RT‐qPCR analysis of BAFF‐R, TACI and BCMA expression in resting NK cells from WT mice. The expression of (a) Tnfrsf13c (BAFF‐R), (b) Tnfrsf13b (TACI) and (c) Tnfrsf17 (BCMA). NK cells were isolated to over 96% purity from the spleens of three WT mice through fluorescence‐activated cell sorting. B cells were used as positive controls for BAFF‐R and TACI, and BM plasma cells were used as positive controls for BCMA. Splenocytes from BAFF‐R^−/− mice were used as negative controls for BAFF‐R, and naïve T cells were used as negative controls for TACI and BCMA. Total RNA was purified from these cells, then reverse transcribed into cDNA. Tnfrsf13c, Tnfsf13b, Tnfrsf17 and the Hprt internal control were then quantified in triplicate for each mouse. The fold change of each gene of interest was calculated as 2^–ΔΔCt (Ct: cycle threshold). ΔΔCt = (Ct gene of interest – Ct Hprt) of each cell type – (Ct gene of interest – Ct Hprt) of negative control. Samples that generated “undetermined” Ct values were assigned a value of 40 (the limit of detection). Each data point represents the mean ± standard error of the mean for an individual biological replicate. The data shown are representative of three biological replicates, with the exception of BM plasma, which represents two biological replicates. BAFF, B‐cell–activating factor; BAFF‐R, B‐cell–activating factor receptor; BCMA, B‐cell maturation antigen; BM, bone marrow; cDNA, complementary DNA; NK, natural killer (cells); RT‐qPCR, real‐time quantitative PCR; TACI, transmembrane activator and calcium modulator and cyclophilin ligand interactor; WT, wild type.

To test the possibility that NK cells express other uncharacterized receptors that bind to BAFF, we incubated splenocytes with FLAG‐tagged BAFF followed by a fluorescein isothiocyanate (FITC)–tagged secondary anti‐FLAG M2 antibody. As expected, the B cells clearly interacted with FLAG‐tagged BAFF in this assay (Figure 5b, c). As with the naïve T cells that served as a negative control (Figure 5b, c), we did not detect any BAFF binding on the NK cells (Figure 5b, c). Collectively, our results demonstrate that BAFF was not capable of directly binding to the NK cells. Therefore, differences in NK cell numbers and maturation seen in mice deficient in BAFF or its receptors are an indirect effect linked to the alteration of the cellular environment.

Preserved expression pattern of BAFF‐binding receptors in the lupus model (BAFF Tg mice)

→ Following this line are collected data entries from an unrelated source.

//! Per-session viewer state
//!
//! The session is the single writer of model rotation and material opacity.
//! Phases receive it by `&mut` and never keep references across frames.

use crate::scene::{MaterialId, Model, OrthoCamera};

/// Baseline appearance of one material, restored after a fade
#[derive(Debug, Clone, Copy, PartialEq)]
pub struct FadeTarget {
    pub material: MaterialId,
    pub opacity: f32,
    pub depth_write: bool,
    pub transparent: bool,
}

#[derive(Debug, Clone)]
pub struct ViewerSession {
    pub model: Option<Model>,
    pub camera: OrthoCamera,
    /// Built on the first fade and reused by later ones
    fade_targets: Option<Vec<FadeTarget>>,
    pub is_animating: bool,
    pub is_panning: bool,
    pub allow_user_rotate: bool,
    /// Radians per pixel of drag
    pub drag_speed: f32,
}

impl ViewerSession {
    pub fn new(aspect: f32, allow_user_rotate: bool, drag_speed: f32) -> Self {
        Self {
            model: None,
            camera: OrthoCamera::new(aspect),
            fade_targets: None,
            is_animating: false,
            is_panning: false,
            allow_user_rotate,
            drag_speed,
        }
    }

    pub fn fade_targets(&self) -> &[FadeTarget] {
        self.fade_targets.as_deref().unwrap_or(&[])
    }

    /// Collect every distinct material once. Later calls keep the cached set,
    /// so the baselines stay the pre-fade values.
    pub fn ensure_fade_targets(&mut self) -> usize {
        if self.fade_targets.is_none() {
            let Some(model) = &self.model else {
                return 0;
            };
            let targets: Vec<FadeTarget> = model
                .distinct_materials()
                .into_iter()
                .filter_map(|id| {
                    model.material(id).map(|m| FadeTarget {
                        material: id,
                        opacity: m.opacity,
                        depth_write: m.depth_write,
                        transparent: m.transparent,
                    })
                })
                .collect();
            self.fade_targets = Some(targets);
        }
        self.fade_targets().len()
    }

    /// Make every fade target transparent with depth writes off
    pub fn begin_fade(&mut self) {
        self.ensure_fade_targets();
        let (Some(model), Some(targets)) = (self.model.as_mut(), self.fade_targets.as_ref()) else {
            return;
        };
        for target in targets {
            if let Some(material) = model.material_mut(target.material) {
                material.transparent = true;
                material.depth_write = false;
            }
        }
    }

    /// Set every fade target to `factor` times its baseline opacity
    pub fn set_fade(&mut self, factor: f32) {
        let factor = factor.clamp(0.0, 1.0);
        let (Some(model), Some(targets)) = (self.model.as_mut(), self.fade_targets.as_ref()) else {
            return;
        };
        for target in targets {
            if let Some(material) = model.material_mut(target.material) {
                material.opacity = target.opacity * factor;
            }
        }
    }

    /// Put opacity, transparency and depth writes back to their baselines
    pub fn restore_baselines(&mut self) {
        let (Some(model), Some(targets)) = (self.model.as_mut(), self.fade_targets.as_ref()) else {
            return;
        };
        for target in targets {
            if let Some(material) = model.material_mut(target.material) {
                material.opacity = target.opacity;
                material.depth_write = target.depth_write;
                material.transparent = target.transparent;
            }
        }
    }

    pub fn rotation_y(&self) -> f32 {
        self.model.as_ref().map_or(0.0, |m| m.rotation_y())
    }

    pub fn set_rotation_y(&mut self, angle: f32) {
        if let Some(model) = self.model.as_mut() {
            model.set_rotation_y(angle);
        }
    }

    pub fn set_model_visible(&mut self, visible: bool) {
        if let Some(model) = self.model.as_mut() {
            model.visible = visible;
        }
    }

    pub fn model_visible(&self) -> bool {
        self.model.as_ref().is_some_and(|m| m.visible)
    }

    /// Manual rotation from a mouse drag. Ignored while a scripted driver
    /// owns the rotation or when user rotation is off.
    pub fn drag(&mut self, dx: f32, dy: f32) -> bool {
        if !self.allow_user_rotate || self.is_animating || self.is_panning {
            return false;
        }
        let speed = self.drag_speed;
        let Some(model) = self.model.as_mut() else {
            return false;
        };
        model.transform.rotation.y += dx * speed;
        model.transform.rotation.x += dy * speed;
        true
    }
}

Although we established that BAFF‐binding receptors were not expressed at steady state, characterizing the expression of these receptors in a disease setting was important; therefore, we used the lupus model of BAFF Tg mice. The expression levels of BAFF‐R (Figure 7a) and TACI (Figure 7b) on NK cells from BAFF Tg mice were indistinguishable from those of WT littermate controls. By utilizing FLAG‐tagged recombinant BAFF and fluorescently labeled anti‐FLAG antibody, we confirmed that the expression of BAFF‐binding receptors was not upregulated in our lupus model (Figure 7c). This observation enabled us to exclude the link between BAFF and NK cells in lupus.

Figure 7.

Comparison of BAFF‐binding receptor expression between BAFF Tg and WT littermate controls. The surface expression of (a) BAFF‐R and (b) TACI on splenic NK cells from WT mice as compared with BAFF Tg mice. (c) Splenocytes were incubated with FLAG‐tagged BAFF followed by anti‐FLAG antibody to detect the presence of receptors that interact with BAFF. Naïve T cells served as negative controls, whereas B cells served as positive controls. Staggered histograms represent the fluorescence intensities of staining of NK, naïve T and B cells from WT (left) and BAFF Tg (right) mice with anti‐BAFF‐R, anti‐TACI and anti‐FLAG antibodies. Data shown in the bar graphs are mean ± standard error of the mean from BAFF Tg mice (n = 3 or 4) and WT littermate controls (n = 3). Data are representative of two or three independent experiments (n = 6–10) yielding similar results. *P ≤ 0.05, ****P ≤ 0.0001. BAFF, B‐cell–activating factor; BAFF‐R, BAFF receptor; MZ, marginal zone; NK, natural killer (cells); TACI, transmembrane activator and calcium modulator and cyclophilin ligand interactor; Tg, transgenic; WT, wild type.

DISCUSSION

NK cells play essential roles in suppressing cancer and infection, and may also control autoreactive cells. ¹⁸ Considerable research has focused on the role of BAFF in B‐cell responses, but the impact of BAFF on innate immune responses has not been studied as extensively. Monocytes and macrophages respond to BAFF via interactions with TACI ³⁸ , ³⁹ and previous studies have suggested that BAFF might have an indirect role in promoting increased NK cell cytotoxicity via the production of IL‐2 and IFNγ by CD4⁺ T cells. ²⁵ , ²⁶ Here, our work using various genetically modified (GM) mice of the BAFF system clarified the role of BAFF and its receptors in NK cell homeostasis and function.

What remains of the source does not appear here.